Hecha esta aclaración, me voy a centrar en lo que viene. Espero que esta nueva etapa que está iniciando el gobierno marque una profunda rectificación, en el cual prevalezca el cumplimiento de los compromisos de campaña por sobre las palabras.
Hasta ahora hemos tenido mucho más de lo segundo que de lo primero. Así ha sido, por citar un ejemplo, en el caso de la seguridad ciudadana, en el cual el despliegue publicitario no guarda relación con la realidad de los hechos.
En los meses precedentes a las pasadas elecciones presidenciales, el entonces candidato, hoy Presidente, se comprometió a derrotar la delincuencia y aseguró que le iba a “poner candado a la puerta giratoria”.
No sólo no ha ocurrido nada de aquello, sino que hoy se nos dice que es imposible hacerlo, precisamente en los mismos días en que se da a conocer el último estudio de la Fundación Paz Ciudadana, que concluye que la delincuencia ha experimentado la tercera alza más grande de los últimos diez años, así como también aumentó el temor de la población a ser víctima de un asalto.
En segundo lugar, hay graves problemas sociales pendientes que enfrentar. Uno de ellos, que duda cabe, es la crisis de nuestro sistema educativo.

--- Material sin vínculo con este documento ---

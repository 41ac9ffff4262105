//! Defaults used when the configuration file leaves a value unset

pub const CONFIG_DIR_NAME: &str = "pkbridge";
pub const CONFIG_FILE_NAME: &str = "config.toml";

pub const DEFAULT_LOG_FILE: &str = "/var/log/pacman.log";
pub const DEFAULT_CACHE_DIR: &str = "/var/cache/pacman/pkg/";

/// Tag written in front of every action log line
pub const DEFAULT_LOG_PREFIX: &str = "PackageKit";

pub const DEFAULT_HOLD_PACKAGES: &[&str] = &["pacman", "glibc"];

pub const DEFAULT_LOG_LEVEL: &str = "info";
pub const LOG_LEVELS: &[&str] = &["trace", "debug", "info", "warn", "error"];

Y aquí nuevamente se están entregando señales confusas.
Cuando el Presidente señala que la educación es un “bien de consumo”, le está dando un espaldarazo a quienes llevan años lucrando con un tema sensible para las familias chilenas y, a la vez, le está demostrando al país que no está entendiendo nada del creciente descontento de la ciudadanía.
Seamos claros: la gente no quiere vivir en una sociedad de consumo, sino en una sociedad de ciudadanos empoderados y con igualdad de oportunidades para todos.
Por el contrario, si nuestras autoridades desean para nuestro país una sociedad de consumo, entonces están marchando en dirección opuesta a los intereses y aspiraciones de la mayoría de los chilenos, y también significa que en vez de velar por el bien común, este gobierno prefiere seguir reproduciendo las desigualdades que hoy existen en Chile y segmentando nuestra sociedad.
Y por último, espero que esta nueva etapa marque una mayor preocupación por los sectores más desposeídos de la población.
El país está creciendo a tasas elevadas, tiene un superávit fiscal de 1,3%, sus ingresos se han incrementado en un 8% y el royalty a la minería en el año 2010 recaudó más de 900 millones de dólares.
En este escenario, no calza entregar un reajuste del salario mínimo tan mezquino como el que se aprobó hacer un par de semanas y tampoco se justifica que proyectos de ley de gran relevancia social, como la ampliación del postnatal, la eliminación del siete por ciento que cotizan en salud los jubilados y el ingreso mínimo ético, lleguen con presupuestos restrictivos y con beneficios discriminatorios.
En definitiva, espero cambios de verdad y que el gobierno cumpla sus compromisos, porque para eso lo eligieron.
De ello dependerá que este nuevo gabinete sea un efectivo cambio de rumbo y no un mero maquillaje para frenar el creciente malestar de la ciudadanía.